In the light of the distinction we have made, however, it is possible to shed light on some perennial confusions which arise whenever Christianity is misunderstood as a teaching sub specie aeternitatis. As Kierkegaard put it, the object of the student is not the teacher but the teaching, while the object of the Christian is not the teaching but the teacher.* I say perennial because the misunderstanding by the Athenians of Saint Paul and the offense they took is not essentially different from the misunderstanding of modern eclectics like Whitehead, Huxley, and Toynbee, and the offense they take. Not being an apostle and, as Kierkegaard again would say, having no authority to preach, I should hope not to give further offense and to propose only a small clarifying distinction — not a piece of news in the bottle but only a minor “scientific” sentence — which should offend neither believer nor unbeliever. Whitehead, for one, should not take offense. He pronounced that generality is the salt of religion just as it is the salt of science. And if one should propose therefore that Christianity is not a teaching but a teacher, not a piece of knowledge sub specie aeternitatis but a piece of news, not a member in good standing of the World’s Great Religions but a unique Person-Event-Thing in time — then the eclectic should not mind, because to say this is hardly to advance the case of Christianity in his eyes; it is rather to admit the worst that he has suspected all along. I do not mean that a mistaking of the Judeo-Christian Thing for a piece of knowledge sub specie aeternitatis leads always to hostility and rejection. Indeed it is more common nowadays to accept Christianity on such grounds — as being confirmed by Buddhism in this respect or by psychiatry in some other respect — or as in the case of the Look magazine article which announced that one might now believe in miracles because the Law of Probability allowed that once in a great while a body might fly straight up instead of falling down.

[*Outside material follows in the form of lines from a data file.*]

//! Boundary-to-implementation matching
//!
//! Matches a service boundary to its server-side handler by, in order of
//! confidence: framework decorator patterns (exact beats fuzzy),
//! operationId (exact/fuzzy), endpoint-keyword similarity against
//! function names, and file-path hints. The highest-confidence candidate
//! wins; ties break on score.

use once_cell::sync::Lazy;
use regex::Regex;
use tracing::debug;

use crate::features::cross_lang::domain::{BoundarySpec, Confidence, MatchCandidate};
use crate::features::structural_ir::domain::IrDocument;

static DECORATOR_PATTERNS: Lazy<Vec<(&'static str, Regex)>> = Lazy::new(|| {
    vec![
        // FastAPI / Flask style: @app.get("/path"), @router.post("/path")
        (
            "fastapi",
            Regex::new(r#"(?:app|router)\.(get|post|put|delete|patch)\(\s*["']([^"']+)["']"#)
                .expect("valid regex"),
        ),
        (
            "flask",
            Regex::new(r#"(?:app|blueprint|bp)\.route\(\s*["']([^"']+)["']"#)
                .expect("valid regex"),
        ),
        // Express style: router.get('/path', handler)
        (
            "express",
            Regex::new(r#"router\.(get|post|put|delete)\(\s*["']([^"']+)["']"#)
                .expect("valid regex"),
        ),
    ]
});

const PATH_HINTS: [&str; 5] = ["handler", "controller", "route", "api", "view"];

pub struct BoundaryMatcher;

impl BoundaryMatcher {
    /// Match one boundary against every function in the documents.
    pub fn match_boundary(
        boundary: &BoundarySpec,
        docs: &[IrDocument],
    ) -> Option<MatchCandidate> {
        let mut candidates = Vec::new();

        candidates.extend(Self::match_by_decorator(boundary, docs));
        candidates.extend(Self::match_by_operation_id(boundary, docs));
        candidates.extend(Self::match_by_fuzzy_name(boundary, docs));
        candidates.extend(Self::match_by_file_path(boundary, docs));

        // Highest confidence wins; ties break on score
        candidates.sort_by(|a, b| {
            b.confidence
                .cmp(&a.confidence)
                .then(b.score.partial_cmp(&a.score).unwrap_or(std::cmp::Ordering::Equal))
        });

        let best = candidates.into_iter().next();
        if let Some(candidate) = &best {
            debug!(
                endpoint = %boundary.endpoint,
                handler = %candidate.function_fqn,
                confidence = candidate.confidence.as_str(),
                reason = %candidate.reason,
                "boundary_matched"
            );
        }
        best
    }

    /// Match every boundary; unmatched boundaries map to None.
    pub fn batch_match<'a>(
        boundaries: &'a [BoundarySpec],
        docs: &[IrDocument],
    ) -> Vec<(&'a BoundarySpec, Option<MatchCandidate>)> {
        boundaries
            .iter()
            .map(|b| (b, Self::match_boundary(b, docs)))
            .collect()
    }

    fn match_by_decorator(boundary: &BoundarySpec, docs: &[IrDocument]) -> Vec<MatchCandidate> {
        let mut out = Vec::new();
        let normalized_endpoint = normalize_endpoint(&boundary.endpoint);

        for doc in docs {
            for func in doc.callables() {
                let Some(decorators) = func.attrs.get("decorators").and_then(|v| v.as_array())
                else {
                    continue;
                };
                for decorator in decorators.iter().filter_map(|v| v.as_str()) {
                    for (framework, pattern) in DECORATOR_PATTERNS.iter() {
                        let Some(captures) = pattern.captures(decorator) else {
                            continue;
                        };
                        // Last capture group is the path; a leading group,
                        // when present, is the HTTP method
                        let path = captures
                            .get(captures.len() - 1)
                            .map(|m| m.as_str())
                            .unwrap_or("");
                        let method = if captures.len() >= 3 {
                            captures.get(1).map(|m| m.as_str().to_uppercase())
                        } else {
                            None
                        };

                        if normalize_endpoint(path) == normalized_endpoint {
                            let method_matches = match (&boundary.http_method, &method) {
                                (Some(want), Some(got)) => want.eq_ignore_ascii_case(got),
                                _ => true,
                            };
                            if method_matches {
                                out.push(MatchCandidate {
                                    node_id: func.id.clone(),
                                    function_fqn: func.fqn.clone(),
                                    file_path: func.file_path.clone(),
                                    score: 1.0,
                                    confidence: Confidence::High,
                                    reason: format!("decorator_exact ({})", framework),
                                });
                                continue;
                            }
                        }
                        let similarity =
                            endpoint_similarity(&normalized_endpoint, &normalize_endpoint(path));
                        if similarity > 0.6 {
                            out.push(MatchCandidate {
                                node_id: func.id.clone(),
                                function_fqn: func.fqn.clone(),
                                file_path: func.file_path.clone(),
                                score: similarity,
                                confidence: Confidence::Medium,
                                reason: format!("decorator_fuzzy ({})", framework),
                            });
                        }
                    }
                }
            }
        }
        out
    }

    fn match_by_operation_id(boundary: &BoundarySpec, docs: &[IrDocument]) -> Vec<MatchCandidate> {
        let Some(operation_id) = &boundary.operation_id else {
            return Vec::new();
        };
        let snake = camel_to_snake(operation_id);

        let mut out = Vec::new();
        for doc in docs {
            for func in doc.callables() {
                if func.name == snake || func.name == *operation_id {
                    out.push(MatchCandidate {
                        node_id: func.id.clone(),
                        function_fqn: func.fqn.clone(),
                        file_path: func.file_path.clone(),
                        score: 1.0,
                        confidence: Confidence::High,
                        reason: "operation_id_exact".to_string(),
                    });
                } else if func.name.contains(&snake) || snake.contains(&func.name) {
                    out.push(MatchCandidate {
                        node_id: func.id.clone(),
                        function_fqn: func.fqn.clone(),
                        file_path: func.file_path.clone(),
                        score: 0.8,
                        confidence: Confidence::Medium,
                        reason: "operation_id_fuzzy".to_string(),
                    });
                }
            }
        }
        out
    }

    fn match_by_fuzzy_name(boundary: &BoundarySpec, docs: &[IrDocument]) -> Vec<MatchCandidate> {
        let keywords = endpoint_keywords(&boundary.endpoint);
        if keywords.is_empty() {
            return Vec::new();
        }

        let mut out = Vec::new();
        for doc in docs {
            for func in doc.callables() {
                let score = name_similarity(&keywords, &func.name);
                if score > 0.5 {
                    let confidence = if score > 0.75 {
                        Confidence::Medium
                    } else {
                        Confidence::Low
                    };
                    out.push(MatchCandidate {
                        node_id: func.id.clone(),
                        function_fqn: func.fqn.clone(),
                        file_path: func.file_path.clone(),
                        score,
                        confidence,
                        reason: "fuzzy_name".to_string(),
                    });
                }
            }
        }
        out
    }

    fn match_by_file_path(boundary: &BoundarySpec, docs: &[IrDocument]) -> Vec<MatchCandidate> {
        let resource = endpoint_resource(&boundary.endpoint);
        if resource.is_empty() {
            return Vec::new();
        }

        let mut out = Vec::new();
        for doc in docs {
            let path_lower = doc.file_path.to_lowercase();
            let is_server_file = PATH_HINTS.iter().any(|h| path_lower.contains(h));
            if !is_server_file || !path_lower.contains(&resource) {
                continue;
            }
            for func in doc.callables() {
                out.push(MatchCandidate {
                    node_id: func.id.clone(),
                    function_fqn: func.fqn.clone(),
                    file_path: func.file_path.clone(),
                    score: 0.4,
                    confidence: Confidence::Low,
                    reason: "file_path_hint".to_string(),
                });
            }
        }
        out
    }
}

/// Strip parameter placeholders and trailing slashes: `/users/{id}/` and
/// `/users/:id` both normalize to `/users/*`.
fn normalize_endpoint(endpoint: &str) -> String {
    let trimmed = endpoint.trim_end_matches('/');
    trimmed
        .split('/')
        .map(|seg| {
            if (seg.starts_with('{') && seg.ends_with('}')) || seg.starts_with(':') {
                "*"
            } else {
                seg
            }
        })
        .collect::<Vec<_>>()
        .join("/")
        .to_lowercase()
}

fn endpoint_similarity(a: &str, b: &str) -> f64 {
    if a == b {
        return 1.0;
    }
    let a_segments: Vec<&str> = a.split('/').filter(|s| !s.is_empty()).collect();
    let b_segments: Vec<&str> = b.split('/').filter(|s| !s.is_empty()).collect();
    if a_segments.is_empty() || b_segments.is_empty() {
        return 0.0;
    }
    let matching = a_segments
        .iter()
        .zip(&b_segments)
        .filter(|(x, y)| x == y || **x == "*" || **y == "*")
        .count();
    matching as f64 / a_segments.len().max(b_segments.len()) as f64
}

/// Meaningful path segments (placeholders and empties dropped).
fn endpoint_keywords(endpoint: &str) -> Vec<String> {
    endpoint
        .split('/')
        .filter(|s| !s.is_empty() && !s.starts_with('{') && !s.starts_with(':'))
        .map(|s| s.to_lowercase())
        .collect()
}

/// Last meaningful segment: the resource name.
fn endpoint_resource(endpoint: &str) -> String {
    endpoint_keywords(endpoint)
        .last()
        .cloned()
        .unwrap_or_default()
}

fn name_similarity(keywords: &[String], function_name: &str) -> f64 {
    let name = function_name.to_lowercase();
    let words: Vec<&str> = name.split('_').filter(|w| !w.is_empty()).collect();
    if words.is_empty() {
        return 0.0;
    }
    let mut hits = 0usize;
    for keyword in keywords {
        let singular = keyword.trim_end_matches('s');
        if words
            .iter()
            .any(|w| *w == keyword || w.trim_end_matches('s') == singular)
        {
            hits += 1;
        }
    }
    hits as f64 / keywords.len() as f64
}

fn camel_to_snake(name: &str) -> String {
    let mut out = String::new();
    for (i, c) in name.chars().enumerate() {
        if c.is_ascii_uppercase() {
            if i > 0 {
                out.push('_');
            }
            out.push(c.to_ascii_lowercase());
        } else {
            out.push(c);
        }
    }
    out
}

We might then be content here to agree to disagree about what salt is and whether or not in becoming general it loses its savor. Nevertheless the peculiar character of the Christian claim, its staking everything on a people, a person, an event, a thing existing here and now in time — and on the news of this Thing — and its relative indifference to esoteric philosophical truths such as might be arrived at by Vedantists, Buddhists, idealists, existentialists, or by any islanders anywhere or at any time — might serve here to quicken our interest in news as a category of communication.